Supplied entries ▸
━━━
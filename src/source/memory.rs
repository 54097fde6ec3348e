use std::collections::{BTreeSet, VecDeque};
use std::sync::atomic::{AtomicBool, AtomicUsize, Ordering};
use std::sync::{Arc, Mutex};
use std::time::Duration;

use crossbeam_channel::{unbounded, Receiver, RecvTimeoutError, Sender};

use crate::channel::ChannelName;
use crate::error::SubscriptionError;
use crate::event::RawNotification;

use super::NotificationSource;

#[derive(Debug)]
struct Shared {
    live: AtomicBool,
    subscribe_calls: AtomicUsize,
    listening: Mutex<BTreeSet<String>>,
}

/// Create a connected in-memory source and the injector that feeds it.
#[must_use]
pub fn memory_source() -> (MemorySource, MemoryInjector) {
    let (tx, rx) = unbounded();
    let shared = Arc::new(Shared {
        live: AtomicBool::new(true),
        subscribe_calls: AtomicUsize::new(0),
        listening: Mutex::new(BTreeSet::new()),
    });
    (
        MemorySource {
            rx,
            shared: Arc::clone(&shared),
            pending: VecDeque::new(),
        },
        MemoryInjector { tx, shared },
    )
}

/// In-process notification source.
///
/// Notifications sent on channels the source is not listening on are
/// discarded when drained, like a server that only delivers to listeners.
#[derive(Debug)]
pub struct MemorySource {
    rx: Receiver<RawNotification>,
    shared: Arc<Shared>,
    pending: VecDeque<RawNotification>,
}

impl MemorySource {
    fn is_listening(&self, channel: &str) -> bool {
        self.shared
            .listening
            .lock()
            .map(|set| set.contains(channel))
            .unwrap_or(false)
    }
}

impl NotificationSource for MemorySource {
    fn subscribe(&mut self, channel: &ChannelName) -> Result<(), SubscriptionError> {
        self.shared.subscribe_calls.fetch_add(1, Ordering::Relaxed);
        if !self.shared.live.load(Ordering::Acquire) {
            return Err(SubscriptionError::NotConnected);
        }
        let mut set = self
            .shared
            .listening
            .lock()
            .map_err(|_| SubscriptionError::Backend {
                message: "listener set poisoned".to_string(),
            })?;
        set.insert(channel.as_str().to_string());
        Ok(())
    }

    fn unsubscribe(&mut self, channel: &ChannelName) -> Result<(), SubscriptionError> {
        if let Ok(mut set) = self.shared.listening.lock() {
            set.remove(channel.as_str());
        }
        Ok(())
    }

    fn wait(&mut self, timeout: Option<Duration>) -> Result<bool, SubscriptionError> {
        if !self.pending.is_empty() {
            return Ok(true);
        }
        let received = match timeout {
            Some(timeout) => self.rx.recv_timeout(timeout),
            None => self.rx.recv().map_err(|_| RecvTimeoutError::Disconnected),
        };
        match received {
            Ok(raw) => {
                self.pending.push_back(raw);
                Ok(true)
            }
            Err(RecvTimeoutError::Timeout) => Ok(false),
            Err(RecvTimeoutError::Disconnected) => Err(SubscriptionError::ConnectionLost {
                message: "memory injector dropped".to_string(),
            }),
        }
    }

    fn drain(&mut self) -> Result<Vec<RawNotification>, SubscriptionError> {
        let mut buffered: Vec<RawNotification> = self.pending.drain(..).collect();
        buffered.extend(self.rx.try_iter());
        buffered.retain(|raw| self.is_listening(&raw.channel));
        Ok(buffered)
    }
}

/// Feeding side of a `MemorySource`; plays the role of the database.
#[derive(Debug, Clone)]
pub struct MemoryInjector {
    tx: Sender<RawNotification>,
    shared: Arc<Shared>,
}

impl MemoryInjector {
    /// Send a notification. Returns false once the source is gone.
    pub fn notify(&self, origin_id: u32, channel: &str, payload: &str) -> bool {
        self.send(RawNotification::new(origin_id, channel.to_ascii_lowercase(), payload))
    }

    /// Send a prepared notification.
    pub fn send(&self, raw: RawNotification) -> bool {
        self.tx.send(raw).is_ok()
    }

    /// Number of subscribe attempts the source has seen.
    #[must_use]
    pub fn subscribe_calls(&self) -> usize {
        self.shared.subscribe_calls.load(Ordering::Relaxed)
    }

    /// Channels the source currently listens on.
    #[must_use]
    pub fn listening(&self) -> Vec<String> {
        self.shared
            .listening
            .lock()
            .map(|set| set.iter().cloned().collect())
            .unwrap_or_default()
    }

    /// Mark the connection as down. Later subscribes fail; waits still see
    /// what was already sent, then report the loss once every injector clone
    /// is dropped.
    pub fn disconnect(&self) {
        self.shared.live.store(false, Ordering::Release);
    }
}

#[cfg(test)]
mod tests {
    use super::*;

    fn events() -> ChannelName {
        ChannelName::parse("events").unwrap()
    }

    #[test]
    fn resubscribe_does_not_duplicate() {
        let (mut source, injector) = memory_source();
        source.subscribe(&events()).unwrap();
        source.subscribe(&events()).unwrap();
        assert_eq!(injector.listening(), vec!["events".to_string()]);
        assert_eq!(injector.subscribe_calls(), 2);

        injector.notify(1, "events", "a");
        assert!(source.wait(Some(Duration::from_millis(100))).unwrap());
        assert_eq!(source.drain().unwrap().len(), 1);
    }

    #[test]
    fn drain_filters_unsubscribed_channels() {
        let (mut source, injector) = memory_source();
        source.subscribe(&events()).unwrap();
        injector.notify(1, "other", "x");
        injector.notify(1, "events", "y");

        assert!(source.wait(Some(Duration::from_millis(100))).unwrap());
        let drained = source.drain().unwrap();
        assert_eq!(drained, vec![RawNotification::new(1, "events", "y")]);
    }

    #[test]
    fn wait_times_out_without_error() {
        let (mut source, _injector) = memory_source();
        source.subscribe(&events()).unwrap();
        assert!(!source.wait(Some(Duration::from_millis(10))).unwrap());
    }

    #[test]
    fn subscribe_fails_when_disconnected() {
        let (mut source, injector) = memory_source();
        injector.disconnect();
        assert!(matches!(
            source.subscribe(&events()),
            Err(SubscriptionError::NotConnected)
        ));
    }

    #[test]
    fn wait_reports_lost_connection() {
        let (mut source, injector) = memory_source();
        source.subscribe(&events()).unwrap();
        drop(injector);
        assert!(matches!(
            source.wait(None),
            Err(SubscriptionError::ConnectionLost { .. })
        ));
    }
}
━━━
Exercise brief ▸ Reproduce all of the material above without alteration.

Response for this exercise ▸
filename src/source/memory.rs
repository 54097fde6ec3348e
use std::collections::{BTreeSet, VecDeque};
use std::sync::atomic::{AtomicBool, AtomicUsize, Ordering};
use std::sync::{Arc, Mutex};
use std::time::Duration;

use crossbeam_channel::{unbounded, Receiver, RecvTimeoutError, Sender};

use crate::channel::ChannelName;
use crate::error::SubscriptionError;
use crate::event::RawNotification;

use super::NotificationSource;

#[derive(Debug)]
struct Shared {
    live: AtomicBool,
    subscribe_calls: AtomicUsize,
    listening: Mutex<BTreeSet<String>>,
}

/// Create a connected in-memory source and the injector that feeds it.
#[must_use]
pub fn memory_source() -> (MemorySource, MemoryInjector) {
    let (tx, rx) = unbounded();
    let shared = Arc::new(Shared {
        live: AtomicBool::new(true),
        subscribe_calls: AtomicUsize::new(0),
        listening: Mutex::new(BTreeSet::new()),
    });
    (
        MemorySource {
            rx,
            shared: Arc::clone(&shared),
            pending: VecDeque::new(),
        },
        MemoryInjector { tx, shared },
    )
}

/// In-process notification source.
///
/// Notifications sent on channels the source is not listening on are
/// discarded when drained, like a server that only delivers to listeners.
#[derive(Debug)]
pub struct MemorySource {
    rx: Receiver<RawNotification>,
    shared: Arc<Shared>,
    pending: VecDeque<RawNotification>,
}

impl MemorySource {
    fn is_listening(&self, channel: &str) -> bool {
        self.shared
            .listening
            .lock()
            .map(|set| set.contains(channel))
            .unwrap_or(false)
    }
}

impl NotificationSource for MemorySource {
    fn subscribe(&mut self, channel: &ChannelName) -> Result<(), SubscriptionError> {
        self.shared.subscribe_calls.fetch_add(1, Ordering::Relaxed);
        if !self.shared.live.load(Ordering::Acquire) {
            return Err(SubscriptionError::NotConnected);
        }
        let mut set = self
            .shared
            .listening
            .lock()
            .map_err(|_| SubscriptionError::Backend {
                message: "listener set poisoned".to_string(),
            })?;
        set.insert(channel.as_str().to_string());
        Ok(())
    }

    fn unsubscribe(&mut self, channel: &ChannelName) -> Result<(), SubscriptionError> {
        if let Ok(mut set) = self.shared.listening.lock() {
            set.remove(channel.as_str());
        }
        Ok(())
    }

    fn wait(&mut self, timeout: Option<Duration>) -> Result<bool, SubscriptionError> {
        if !self.pending.is_empty() {
            return Ok(true);
        }
        let received = match timeout {
            Some(timeout) => self.rx.recv_timeout(timeout),
            None => self.rx.recv().map_err(|_| RecvTimeoutError::Disconnected),
        };
        match received {
            Ok(raw) => {
                self.pending.push_back(raw);
                Ok(true)
            }
            Err(RecvTimeoutError::Timeout) => Ok(false),
            Err(RecvTimeoutError::Disconnected) => Err(SubscriptionError::ConnectionLost {
                message: "memory injector dropped".to_string(),
            }),
        }
    }

    fn drain(&mut self) -> Result<Vec<RawNotification>, SubscriptionError> {
        let mut buffered: Vec<RawNotification> = self.pending.drain(..).collect();
        buffered.extend(self.rx.try_iter());
        buffered.retain(|raw| self.is_listening(&raw.channel));
        Ok(buffered)
    }
}

/// Feeding side of a `MemorySource`; plays the role of the database.
#[derive(Debug, Clone)]
pub struct MemoryInjector {
    tx: Sender<RawNotification>,
    shared: Arc<Shared>,
}

impl MemoryInjector {
    /// Send a notification. Returns false once the source is gone.
    pub fn notify(&self, origin_id: u32, channel: &str, payload: &str) -> bool {
        self.send(RawNotification::new(origin_id, channel.to_ascii_lowercase(), payload))
    }

    /// Send a prepared notification.
    pub fn send(&self, raw: RawNotification) -> bool {
        self.tx.send(raw).is_ok()
    }

    /// Number of subscribe attempts the source has seen.
    #[must_use]
    pub fn subscribe_calls(&self) -> usize {
        self.shared.subscribe_calls.load(Ordering::Relaxed)
    }

    /// Channels the source currently listens on.
    #[must_use]
    pub fn listening(&self) -> Vec<String> {
        self.shared
            .listening
            .lock()
            .map(|set| set.iter().cloned().collect())
            .unwrap_or_default()
    }

    /// Mark the connection as down. Later subscribes fail; waits still see
    /// what was already sent, then report the loss once every injector clone
    /// is dropped.
    pub fn disconnect(&self) {
        self.shared.live.store(false, Ordering::Release);
    }
}

#[cfg(test)]
mod tests {
    use super::*;

    fn events() -> ChannelName {
        ChannelName::parse("events").unwrap()
    }

    #[test]
    fn resubscribe_does_not_duplicate() {
        let (mut source, injector) = memory_source();
        source.subscribe(&events()).unwrap();
        source.subscribe(&events()).unwrap();
        assert_eq!(injector.listening(), vec!["events".to_string()]);
        assert_eq!(injector.subscribe_calls(), 2);

        injector.notify(1, "events", "a");
        assert!(source.wait(Some(Duration::from_millis(100))).unwrap());
        assert_eq!(source.drain().unwrap().len(), 1);
    }

    #[test]
    fn drain_filters_unsubscribed_channels() {
        let (mut source, injector) = memory_source();
        source.subscribe(&events()).unwrap();
        injector.notify(1, "other", "x");
        injector.notify(1, "events", "y");

        assert!(source.wait(Some(Duration::from_millis(100))).unwrap());
        let drained = source.drain().unwrap();
        assert_eq!(drained, vec![RawNotification::new(1, "events", "y")]);
    }

    #[test]
    fn wait_times_out_without_error() {
        let (mut source, _injector) = memory_source();
        source.subscribe(&events()).unwrap();
        assert!(!source.wait(Some(Duration::from_millis(10))).unwrap());
    }

    #[test]
    fn subscribe_fails_when_disconnected() {
        let (mut source, injector) = memory_source();
        injector.disconnect();
        assert!(matches!(
            source.subscribe(&events()),
            Err(SubscriptionError::NotConnected)
        ));
    }

    #[test]
    fn wait_reports_lost_connection() {
        let (mut source, injector) = memory_source();
        source.subscribe(&events()).unwrap();
        drop(injector);
        assert!(matches!(
            source.wait(None),
            Err(SubscriptionError::ConnectionLost { .. })
        ));
    }
}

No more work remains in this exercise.